Market Update - 6/10/2010

The market gave us the exact opposite of what I expected. The move today was pretty powerful, and it took out the highs of yesterday. The internals were also fairly strong. 52:1 at the open, 41:1 at the close. Typically, only a wave 3 or a wave C will produce a move like this. I am leaning towards this up move being a wave c rather than a wave 3. Despite today's wave being impulsive, the waves behind it are still very choppy. And for this up move from the lows on Tuesday, it's very hard to count a smooth impulse.

So basically the current count has only one option. The market has to be down tomorrow, or it is very likely that this count is wrong. We have already had a pretty deep retrace for wave (ii). 1092 is the 78.6% retracement level, and usually once that fib level is broken, the count changes.
So the open could tell us whether this count is right or not.
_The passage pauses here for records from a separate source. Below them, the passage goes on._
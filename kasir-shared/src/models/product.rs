/// Product model and read queries
///
/// # Schema
///
/// ```sql
/// CREATE TABLE products (
///     id SERIAL PRIMARY KEY,
///     name VARCHAR(255) NOT NULL,
///     description TEXT,
///     barcode VARCHAR(64) UNIQUE,
///     price BIGINT NOT NULL CHECK (price >= 0),
///     stock INTEGER NOT NULL DEFAULT 0 CHECK (stock >= 0),
///     category_id INTEGER NOT NULL REFERENCES categories(id),
///     created_at TIMESTAMPTZ NOT NULL DEFAULT NOW(),
///     updated_at TIMESTAMPTZ NOT NULL DEFAULT NOW()
/// );
/// ```
///
/// Prices are whole rupiah. The `CHECK` constraints only hold for schemas
/// created by our migrations, which is why [`Product::audit`] exists.

use chrono::{DateTime, Utc};
use serde::{Deserialize, Serialize};
use sqlx::PgExecutor;

/// Sellable product
#[derive(Debug, Clone, PartialEq, Eq, Serialize, Deserialize, sqlx::FromRow)]
pub struct Product {
    pub id: i32,
    pub name: String,
    pub description: Option<String>,

    /// EAN/UPC or an in-house code such as `PEN001`
    pub barcode: Option<String>,

    /// Unit price in rupiah
    pub price: i64,

    pub stock: i32,
    pub category_id: i32,
    pub created_at: DateTime<Utc>,
    pub updated_at: DateTime<Utc>,
}

/// Product joined with its category name
///
/// `category_name` is `None` when the category row is missing.
#[derive(Debug, Clone, PartialEq, Eq, Serialize, Deserialize, sqlx::FromRow)]
pub struct ProductWithCategory {
    pub id: i32,
    pub name: String,
    pub price: i64,
    pub stock: i32,
    pub barcode: Option<String>,
    pub category_name: Option<String>,
}

/// Rows that break catalog invariants
#[derive(Debug, Clone, Copy, Default, PartialEq, Eq, Serialize, Deserialize, sqlx::FromRow)]
pub struct CatalogAudit {
    pub negative_price: i64,
    pub negative_stock: i64,

    /// Products whose `category_id` points at no category
    pub dangling_category: i64,
}

impl CatalogAudit {
    /// Whether every product passed
    pub fn is_clean(&self) -> bool {
        self.negative_price == 0 && self.negative_stock == 0 && self.dangling_category == 0
    }
}

impl Product {
    /// Counts total number of products
    pub async fn count<'e, E>(executor: E) -> Result<i64, sqlx::Error>
    where
        E: PgExecutor<'e>,
    {
        let (count,): (i64,) = sqlx::query_as("SELECT COUNT(*) FROM products")
            .fetch_one(executor)
            .await?;

        Ok(count)
    }

    /// Returns the first `limit` products by id, with their category name
    pub async fn sample_with_category<'e, E>(
        executor: E,
        limit: i64,
    ) -> Result<Vec<ProductWithCategory>, sqlx::Error>
    where
        E: PgExecutor<'e>,
    {
        sqlx::query_as::<_, ProductWithCategory>(
            r#"
            SELECT p.id, p.name, p.price, p.stock, p.barcode, c.name AS category_name
            FROM products p
            LEFT JOIN categories c ON c.id = p.category_id
            ORDER BY p.id
            LIMIT $1
            "#,
        )
        .bind(limit)
        .fetch_all(executor)
        .await
    }

    /// Counts products that violate the catalog invariants
    pub async fn audit<'e, E>(executor: E) -> Result<CatalogAudit, sqlx::Error>
    where
        E: PgExecutor<'e>,
    {
        sqlx::query_as::<_, CatalogAudit>(
            r#"
            SELECT
                COUNT(*) FILTER (WHERE p.price < 0) AS negative_price,
                COUNT(*) FILTER (WHERE p.stock < 0) AS negative_stock,
                COUNT(*) FILTER (WHERE c.id IS NULL) AS dangling_category
            FROM products p
            LEFT JOIN categories c ON c.id = p.category_id
            "#,
        )
        .fetch_one(executor)
        .await
    }
}
/// Readiness poll for the REST server
///
/// The smoke test used to sleep a fixed few seconds and hope the server was
/// up. Instead we poll one path until the server answers with any HTTP
/// status, retrying connection failures with exponential backoff bounded by
/// a total deadline.
///
/// ```text
/// attempt:  1     2     3     4     5     6 ...
/// delay:  100ms 200ms 400ms 800ms  1.6s   2s (capped)
/// ```

use crate::api_client::ApiClient;
use crate::error::NetworkError;
use std::future::Future;
use std::time::Duration;
use tokio::time::Instant;
use tracing::{debug, info, warn};

/// Backoff and deadline for the poll
#[derive(Debug, Clone, Copy, PartialEq, Eq)]
pub struct ReadinessPolicy {
    /// Delay after the first failed attempt
    pub base_delay: Duration,

    /// Upper bound for any single delay
    pub max_delay: Duration,

    /// Total time the poll may take
    pub timeout: Duration,
}

impl Default for ReadinessPolicy {
    fn default() -> Self {
        Self {
            base_delay: Duration::from_millis(100),
            max_delay: Duration::from_secs(2),
            timeout: Duration::from_secs(30),
        }
    }
}

impl ReadinessPolicy {
    pub fn with_timeout(timeout: Duration) -> Self {
        Self {
            timeout,
            ..Default::default()
        }
    }

    /// Delay after failed attempt number `attempt` (1-based)
    pub fn delay_for(&self, attempt: u32) -> Duration {
        let factor = 2u32.saturating_pow(attempt.saturating_sub(1));
        self.base_delay
            .checked_mul(factor)
            .unwrap_or(self.max_delay)
            .min(self.max_delay)
    }
}

/// How the poll ended when the server answered
#[derive(Debug, Clone, Copy, PartialEq, Eq)]
pub struct Readiness {
    pub attempts: u32,
    pub waited: Duration,

    /// Status of the answering response
    pub status: u16,
}

/// Calls `check` until it succeeds or the deadline passes
///
/// `check` returns the HTTP status on any answer and an error when the
/// server could not be reached. Each attempt is cut off at the deadline.
pub async fn poll_until_ready<F, Fut>(
    policy: ReadinessPolicy,
    mut check: F,
) -> Result<Readiness, NetworkError>
where
    F: FnMut() -> Fut,
    Fut: Future<Output = Result<u16, NetworkError>>,
{
    let started = Instant::now();
    let mut attempts = 0u32;

    loop {
        attempts += 1;

        let remaining = policy.timeout.saturating_sub(started.elapsed());
        let Ok(outcome) = tokio::time::timeout(remaining, check()).await else {
            let waited = started.elapsed();
            warn!(attempt = attempts, ?waited, "Attempt outlived the readiness deadline");
            return Err(NetworkError::NotReady { attempts, waited });
        };

        match outcome {
            Ok(status) => {
                let waited = started.elapsed();
                debug!(attempts, status, ?waited, "Server answered");
                return Ok(Readiness {
                    attempts,
                    waited,
                    status,
                });
            }
            Err(e) => {
                let waited = started.elapsed();
                if waited >= policy.timeout {
                    return Err(NetworkError::NotReady { attempts, waited });
                }

                let delay = policy.delay_for(attempts).min(policy.timeout - waited);
                warn!(
                    attempt = attempts,
                    delay_ms = delay.as_millis() as u64,
                    error = %e,
                    "Server not ready, retrying..."
                );
                tokio::time::sleep(delay).await;
            }
        }
    }
}

/// Polls `path` on the configured server
pub async fn wait_until_ready(
    client: &ApiClient,
    path: &str,
    policy: ReadinessPolicy,
) -> Result<Readiness, NetworkError> {
    info!(url = %client.url(path), "⏳ Waiting for server...");
    let readiness = poll_until_ready(policy, || client.probe(path)).await?;
    info!(
        attempts = readiness.attempts,
        status = readiness.status,
        "✅ Server is up"
    );
    Ok(readiness)
}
Now if we continue to climb higher over the next few days, we could have something completely different on our hands. I think it could be similar to the pattern we had in October 2007, when the market first started to fall. Here is the chart of the SPX in October/November of 2007.
The first wave down was a leading diagonal. It was in a falling wedge and waves [i] and [iv] overlapped. After we broke over the wedge, we had a deep retrace for wave 2.

Now here is the chart of the Russel 2000 index today. The reason I am using the R2K is because the pattern fits a little better on it. Plus, it made new lows on Tuesday. The Dow, Nasdaq and Russell all made new lows on Tuesday. The SPX did not. That's why I am not using the SPX, the pattern doesn't fit the same way.
Anyways, the pattern for the R2K today looks very similar to what happened on the SPX in late 2007. If Minor wave 1 is over, we could get a very deep retrace. This could put the Russell around 680, and the SPX around 1125-1130.

The SPX also has the same falling wedge, but the only difference is that it did not make new lows on Tuesday like the other indices.
Breaking above could send us higher.

Another thing that could be fueling this up move is a falling USD and a rising EURO. As we know, the USD was getting a little over bought, and the EURO was oversold.
With both if these retracing a little bit, we the markets could get a bounce too.